Scan the listing below for the word "Some" and copy every line where it occurs.

**MATERIAL FOR THE TASK:**
###

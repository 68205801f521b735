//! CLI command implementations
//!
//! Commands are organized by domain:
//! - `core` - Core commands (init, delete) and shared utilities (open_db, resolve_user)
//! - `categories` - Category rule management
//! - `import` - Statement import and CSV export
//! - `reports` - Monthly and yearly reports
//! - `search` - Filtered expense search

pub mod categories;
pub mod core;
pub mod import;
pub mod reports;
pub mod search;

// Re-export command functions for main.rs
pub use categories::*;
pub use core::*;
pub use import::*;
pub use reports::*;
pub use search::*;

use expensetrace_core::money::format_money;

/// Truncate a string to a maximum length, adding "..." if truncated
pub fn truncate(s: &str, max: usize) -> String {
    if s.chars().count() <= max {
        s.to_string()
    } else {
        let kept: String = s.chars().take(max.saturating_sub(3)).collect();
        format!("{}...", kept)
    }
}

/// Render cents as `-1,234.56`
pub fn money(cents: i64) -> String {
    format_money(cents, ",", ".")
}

###

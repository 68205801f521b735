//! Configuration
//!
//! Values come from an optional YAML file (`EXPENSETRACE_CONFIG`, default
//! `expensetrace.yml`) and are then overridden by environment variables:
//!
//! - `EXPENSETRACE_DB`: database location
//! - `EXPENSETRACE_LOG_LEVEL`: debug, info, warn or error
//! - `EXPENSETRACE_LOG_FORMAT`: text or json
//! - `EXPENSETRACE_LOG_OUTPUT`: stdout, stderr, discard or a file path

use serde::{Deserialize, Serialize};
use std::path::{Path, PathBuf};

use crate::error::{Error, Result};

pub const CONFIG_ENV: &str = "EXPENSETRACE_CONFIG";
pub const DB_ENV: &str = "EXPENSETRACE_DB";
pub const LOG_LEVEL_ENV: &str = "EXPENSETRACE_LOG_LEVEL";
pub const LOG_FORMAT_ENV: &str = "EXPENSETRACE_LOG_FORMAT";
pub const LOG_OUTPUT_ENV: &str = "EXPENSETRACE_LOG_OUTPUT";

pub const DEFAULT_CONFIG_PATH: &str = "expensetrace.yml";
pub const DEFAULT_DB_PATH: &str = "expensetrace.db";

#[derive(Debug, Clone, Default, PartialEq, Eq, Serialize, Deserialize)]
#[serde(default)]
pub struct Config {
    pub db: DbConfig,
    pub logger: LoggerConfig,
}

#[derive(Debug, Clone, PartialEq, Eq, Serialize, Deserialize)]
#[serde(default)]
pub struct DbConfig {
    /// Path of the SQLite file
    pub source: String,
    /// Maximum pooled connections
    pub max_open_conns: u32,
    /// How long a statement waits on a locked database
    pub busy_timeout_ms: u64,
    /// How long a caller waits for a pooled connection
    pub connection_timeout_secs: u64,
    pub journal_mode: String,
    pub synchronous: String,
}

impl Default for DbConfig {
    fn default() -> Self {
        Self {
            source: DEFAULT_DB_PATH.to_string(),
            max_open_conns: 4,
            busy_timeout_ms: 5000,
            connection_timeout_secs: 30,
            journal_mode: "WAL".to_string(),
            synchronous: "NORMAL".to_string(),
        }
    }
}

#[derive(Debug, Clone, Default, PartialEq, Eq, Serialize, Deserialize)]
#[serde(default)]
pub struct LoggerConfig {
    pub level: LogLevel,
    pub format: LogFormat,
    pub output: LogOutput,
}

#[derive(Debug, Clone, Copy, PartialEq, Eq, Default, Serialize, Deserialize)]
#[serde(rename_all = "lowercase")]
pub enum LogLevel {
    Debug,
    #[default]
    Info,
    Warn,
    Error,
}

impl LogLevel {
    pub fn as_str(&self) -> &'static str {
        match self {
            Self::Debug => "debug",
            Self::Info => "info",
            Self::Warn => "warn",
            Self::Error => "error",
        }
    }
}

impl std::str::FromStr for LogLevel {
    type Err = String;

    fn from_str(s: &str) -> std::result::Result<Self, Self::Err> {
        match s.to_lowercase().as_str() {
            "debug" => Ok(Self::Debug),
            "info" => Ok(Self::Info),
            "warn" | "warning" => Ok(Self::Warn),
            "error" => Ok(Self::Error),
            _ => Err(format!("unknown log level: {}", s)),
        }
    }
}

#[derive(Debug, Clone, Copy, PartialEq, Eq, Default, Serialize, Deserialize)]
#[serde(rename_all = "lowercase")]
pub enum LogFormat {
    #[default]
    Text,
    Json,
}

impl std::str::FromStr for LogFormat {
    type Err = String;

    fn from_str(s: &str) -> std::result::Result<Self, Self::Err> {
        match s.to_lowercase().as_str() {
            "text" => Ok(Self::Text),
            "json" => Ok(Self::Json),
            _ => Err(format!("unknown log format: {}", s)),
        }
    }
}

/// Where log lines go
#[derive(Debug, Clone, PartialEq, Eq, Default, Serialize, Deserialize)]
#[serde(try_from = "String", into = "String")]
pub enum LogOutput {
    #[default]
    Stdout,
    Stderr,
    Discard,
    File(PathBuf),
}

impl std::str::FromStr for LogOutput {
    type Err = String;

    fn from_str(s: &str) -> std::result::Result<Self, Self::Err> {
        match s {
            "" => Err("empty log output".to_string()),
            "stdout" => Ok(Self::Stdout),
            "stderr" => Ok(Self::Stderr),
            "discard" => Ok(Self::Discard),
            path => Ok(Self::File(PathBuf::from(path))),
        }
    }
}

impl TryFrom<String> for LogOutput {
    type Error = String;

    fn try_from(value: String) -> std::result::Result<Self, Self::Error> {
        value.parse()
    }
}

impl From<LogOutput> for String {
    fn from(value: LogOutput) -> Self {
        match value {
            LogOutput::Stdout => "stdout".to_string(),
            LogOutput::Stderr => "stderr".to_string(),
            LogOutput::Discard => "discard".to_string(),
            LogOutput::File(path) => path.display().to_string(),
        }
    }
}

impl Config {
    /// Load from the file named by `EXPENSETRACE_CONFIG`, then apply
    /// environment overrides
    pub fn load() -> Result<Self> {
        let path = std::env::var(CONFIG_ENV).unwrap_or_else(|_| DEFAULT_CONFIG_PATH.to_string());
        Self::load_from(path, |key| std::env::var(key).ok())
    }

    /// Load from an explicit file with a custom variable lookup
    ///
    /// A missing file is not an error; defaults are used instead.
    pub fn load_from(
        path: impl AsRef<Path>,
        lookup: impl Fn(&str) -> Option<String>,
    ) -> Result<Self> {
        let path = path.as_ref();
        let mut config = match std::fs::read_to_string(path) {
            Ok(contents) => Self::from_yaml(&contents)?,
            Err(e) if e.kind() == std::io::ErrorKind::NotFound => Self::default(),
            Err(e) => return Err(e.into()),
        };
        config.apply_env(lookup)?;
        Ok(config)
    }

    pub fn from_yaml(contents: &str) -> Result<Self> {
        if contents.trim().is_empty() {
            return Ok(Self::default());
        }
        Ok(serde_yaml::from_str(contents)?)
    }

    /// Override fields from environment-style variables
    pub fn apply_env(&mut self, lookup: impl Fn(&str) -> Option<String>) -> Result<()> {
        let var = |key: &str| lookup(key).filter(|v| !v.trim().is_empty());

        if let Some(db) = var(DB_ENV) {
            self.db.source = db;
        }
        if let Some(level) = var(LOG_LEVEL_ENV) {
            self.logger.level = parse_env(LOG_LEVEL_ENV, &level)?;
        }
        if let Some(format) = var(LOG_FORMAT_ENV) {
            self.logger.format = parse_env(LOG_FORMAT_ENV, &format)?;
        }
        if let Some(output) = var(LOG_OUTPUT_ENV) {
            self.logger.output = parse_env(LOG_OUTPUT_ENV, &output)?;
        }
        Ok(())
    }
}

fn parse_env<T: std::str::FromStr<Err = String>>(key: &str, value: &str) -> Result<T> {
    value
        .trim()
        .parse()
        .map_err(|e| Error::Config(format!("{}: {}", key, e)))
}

###

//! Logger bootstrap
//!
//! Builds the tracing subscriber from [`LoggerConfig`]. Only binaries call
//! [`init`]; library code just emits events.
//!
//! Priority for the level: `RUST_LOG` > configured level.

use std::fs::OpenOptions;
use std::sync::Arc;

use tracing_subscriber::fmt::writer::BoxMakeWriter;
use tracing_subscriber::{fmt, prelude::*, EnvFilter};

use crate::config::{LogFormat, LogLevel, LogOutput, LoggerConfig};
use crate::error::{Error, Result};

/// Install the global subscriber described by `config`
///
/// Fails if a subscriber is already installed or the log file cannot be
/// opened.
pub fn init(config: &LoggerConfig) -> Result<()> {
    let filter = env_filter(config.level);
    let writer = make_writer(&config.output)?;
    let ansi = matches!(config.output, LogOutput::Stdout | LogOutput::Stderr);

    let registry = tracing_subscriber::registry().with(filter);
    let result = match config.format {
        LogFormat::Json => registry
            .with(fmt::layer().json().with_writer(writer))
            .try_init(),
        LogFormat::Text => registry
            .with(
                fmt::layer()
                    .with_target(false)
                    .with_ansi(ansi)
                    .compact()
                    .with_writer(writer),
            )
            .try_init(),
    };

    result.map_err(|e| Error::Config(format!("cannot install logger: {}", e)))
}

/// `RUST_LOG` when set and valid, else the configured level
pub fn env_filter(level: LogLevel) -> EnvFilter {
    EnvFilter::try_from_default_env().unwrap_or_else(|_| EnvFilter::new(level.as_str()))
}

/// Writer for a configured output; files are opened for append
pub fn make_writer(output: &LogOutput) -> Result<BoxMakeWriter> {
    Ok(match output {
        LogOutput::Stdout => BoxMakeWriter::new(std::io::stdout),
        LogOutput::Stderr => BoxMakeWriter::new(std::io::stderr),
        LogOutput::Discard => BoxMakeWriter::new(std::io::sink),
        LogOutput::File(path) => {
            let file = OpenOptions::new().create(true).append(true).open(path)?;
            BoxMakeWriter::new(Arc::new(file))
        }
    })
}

###

**TASK RESULT:**
        if let Some(db) = var(DB_ENV) {
        if let Some(level) = var(LOG_LEVEL_ENV) {
        if let Some(format) = var(LOG_FORMAT_ENV) {
        if let Some(output) = var(LOG_OUTPUT_ENV) {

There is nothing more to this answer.